*Exercise brief:* Print every record below exactly as it stands.

Available records below:

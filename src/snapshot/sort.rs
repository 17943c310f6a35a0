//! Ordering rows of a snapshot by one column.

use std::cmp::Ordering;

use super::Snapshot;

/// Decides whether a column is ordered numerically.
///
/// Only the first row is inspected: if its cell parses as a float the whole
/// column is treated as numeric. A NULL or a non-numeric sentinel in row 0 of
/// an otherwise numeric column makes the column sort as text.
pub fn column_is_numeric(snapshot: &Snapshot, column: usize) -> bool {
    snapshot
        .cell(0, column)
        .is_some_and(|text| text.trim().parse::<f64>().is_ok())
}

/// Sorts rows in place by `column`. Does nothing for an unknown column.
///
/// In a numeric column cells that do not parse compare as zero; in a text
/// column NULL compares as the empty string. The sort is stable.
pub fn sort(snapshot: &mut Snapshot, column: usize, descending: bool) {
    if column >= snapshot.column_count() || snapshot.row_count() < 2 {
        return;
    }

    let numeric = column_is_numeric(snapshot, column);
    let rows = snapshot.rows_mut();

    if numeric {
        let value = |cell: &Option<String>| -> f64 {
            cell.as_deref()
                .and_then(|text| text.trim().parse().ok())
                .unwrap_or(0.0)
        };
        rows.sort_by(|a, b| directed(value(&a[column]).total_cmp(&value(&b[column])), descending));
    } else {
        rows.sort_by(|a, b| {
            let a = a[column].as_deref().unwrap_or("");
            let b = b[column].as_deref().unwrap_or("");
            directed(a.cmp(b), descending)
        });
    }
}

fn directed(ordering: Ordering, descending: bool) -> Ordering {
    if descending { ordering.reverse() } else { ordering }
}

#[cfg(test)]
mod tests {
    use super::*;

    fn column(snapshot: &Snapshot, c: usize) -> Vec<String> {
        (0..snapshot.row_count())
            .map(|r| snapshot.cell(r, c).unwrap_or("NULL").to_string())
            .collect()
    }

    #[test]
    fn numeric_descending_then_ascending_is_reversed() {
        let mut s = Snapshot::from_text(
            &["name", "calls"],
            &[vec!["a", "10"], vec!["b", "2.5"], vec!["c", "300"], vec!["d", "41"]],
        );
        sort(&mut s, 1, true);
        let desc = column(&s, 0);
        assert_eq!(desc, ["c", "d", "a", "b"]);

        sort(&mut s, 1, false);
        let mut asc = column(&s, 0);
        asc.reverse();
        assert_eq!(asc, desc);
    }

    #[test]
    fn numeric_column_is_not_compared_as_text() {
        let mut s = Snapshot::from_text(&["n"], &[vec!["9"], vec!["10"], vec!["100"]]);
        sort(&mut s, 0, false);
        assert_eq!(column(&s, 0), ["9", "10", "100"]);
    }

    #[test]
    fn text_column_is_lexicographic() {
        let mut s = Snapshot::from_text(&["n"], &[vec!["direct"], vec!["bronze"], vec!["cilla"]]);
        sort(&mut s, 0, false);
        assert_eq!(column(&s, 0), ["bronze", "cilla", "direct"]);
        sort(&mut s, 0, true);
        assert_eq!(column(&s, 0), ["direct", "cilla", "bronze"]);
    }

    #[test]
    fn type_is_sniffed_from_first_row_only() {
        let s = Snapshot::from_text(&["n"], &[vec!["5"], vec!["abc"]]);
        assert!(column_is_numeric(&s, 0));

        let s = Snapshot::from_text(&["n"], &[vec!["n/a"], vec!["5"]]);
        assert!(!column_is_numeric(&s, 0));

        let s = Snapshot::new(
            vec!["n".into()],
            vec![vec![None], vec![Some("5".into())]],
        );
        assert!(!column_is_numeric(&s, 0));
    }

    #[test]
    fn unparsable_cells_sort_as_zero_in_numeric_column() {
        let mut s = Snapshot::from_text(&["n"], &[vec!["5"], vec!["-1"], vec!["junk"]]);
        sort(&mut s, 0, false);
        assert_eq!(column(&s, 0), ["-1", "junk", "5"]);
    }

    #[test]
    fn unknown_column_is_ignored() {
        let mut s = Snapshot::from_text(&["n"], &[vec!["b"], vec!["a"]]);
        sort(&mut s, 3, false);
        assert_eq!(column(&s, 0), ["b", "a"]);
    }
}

End of Available records.

*Response area:*
filename src/snapshot/sort.rs
repository 17943c310f6a35a0
//! Ordering rows of a snapshot by one column.

use std::cmp::Ordering;

use super::Snapshot;

/// Decides whether a column is ordered numerically.
///
/// Only the first row is inspected: if its cell parses as a float the whole
/// column is treated as numeric. A NULL or a non-numeric sentinel in row 0 of
/// an otherwise numeric column makes the column sort as text.
pub fn column_is_numeric(snapshot: &Snapshot, column: usize) -> bool {
    snapshot
        .cell(0, column)
        .is_some_and(|text| text.trim().parse::<f64>().is_ok())
}

/// Sorts rows in place by `column`. Does nothing for an unknown column.
///
/// In a numeric column cells that do not parse compare as zero; in a text
/// column NULL compares as the empty string. The sort is stable.
pub fn sort(snapshot: &mut Snapshot, column: usize, descending: bool) {
    if column >= snapshot.column_count() || snapshot.row_count() < 2 {
        return;
    }

    let numeric = column_is_numeric(snapshot, column);
    let rows = snapshot.rows_mut();

    if numeric {
        let value = |cell: &Option<String>| -> f64 {
            cell.as_deref()
                .and_then(|text| text.trim().parse().ok())
                .unwrap_or(0.0)
        };
        rows.sort_by(|a, b| directed(value(&a[column]).total_cmp(&value(&b[column])), descending));
    } else {
        rows.sort_by(|a, b| {
            let a = a[column].as_deref().unwrap_or("");
            let b = b[column].as_deref().unwrap_or("");
            directed(a.cmp(b), descending)
        });
    }
}

fn directed(ordering: Ordering, descending: bool) -> Ordering {
    if descending { ordering.reverse() } else { ordering }
}

#[cfg(test)]
mod tests {
    use super::*;

    fn column(snapshot: &Snapshot, c: usize) -> Vec<String> {
        (0..snapshot.row_count())
            .map(|r| snapshot.cell(r, c).unwrap_or("NULL").to_string())
            .collect()
    }

    #[test]
    fn numeric_descending_then_ascending_is_reversed() {
        let mut s = Snapshot::from_text(
            &["name", "calls"],
            &[vec!["a", "10"], vec!["b", "2.5"], vec!["c", "300"], vec!["d", "41"]],
        );
        sort(&mut s, 1, true);
        let desc = column(&s, 0);
        assert_eq!(desc, ["c", "d", "a", "b"]);

        sort(&mut s, 1, false);
        let mut asc = column(&s, 0);
        asc.reverse();
        assert_eq!(asc, desc);
    }

    #[test]
    fn numeric_column_is_not_compared_as_text() {
        let mut s = Snapshot::from_text(&["n"], &[vec!["9"], vec!["10"], vec!["100"]]);
        sort(&mut s, 0, false);
        assert_eq!(column(&s, 0), ["9", "10", "100"]);
    }

    #[test]
    fn text_column_is_lexicographic() {
        let mut s = Snapshot::from_text(&["n"], &[vec!["direct"], vec!["bronze"], vec!["cilla"]]);
        sort(&mut s, 0, false);
        assert_eq!(column(&s, 0), ["bronze", "cilla", "direct"]);
        sort(&mut s, 0, true);
        assert_eq!(column(&s, 0), ["direct", "cilla", "bronze"]);
    }

    #[test]
    fn type_is_sniffed_from_first_row_only() {
        let s = Snapshot::from_text(&["n"], &[vec!["5"], vec!["abc"]]);
        assert!(column_is_numeric(&s, 0));

        let s = Snapshot::from_text(&["n"], &[vec!["n/a"], vec!["5"]]);
        assert!(!column_is_numeric(&s, 0));

        let s = Snapshot::new(
            vec!["n".into()],
            vec![vec![None], vec![Some("5".into())]],
        );
        assert!(!column_is_numeric(&s, 0));
    }

    #[test]
    fn unparsable_cells_sort_as_zero_in_numeric_column() {
        let mut s = Snapshot::from_text(&["n"], &[vec!["5"], vec!["-1"], vec!["junk"]]);
        sort(&mut s, 0, false);
        assert_eq!(column(&s, 0), ["-1", "junk", "5"]);
    }

    #[test]
    fn unknown_column_is_ignored() {
        let mut s = Snapshot::from_text(&["n"], &[vec!["b"], vec!["a"]]);
        sort(&mut s, 3, false);
        assert_eq!(column(&s, 0), ["b", "a"]);
    }
}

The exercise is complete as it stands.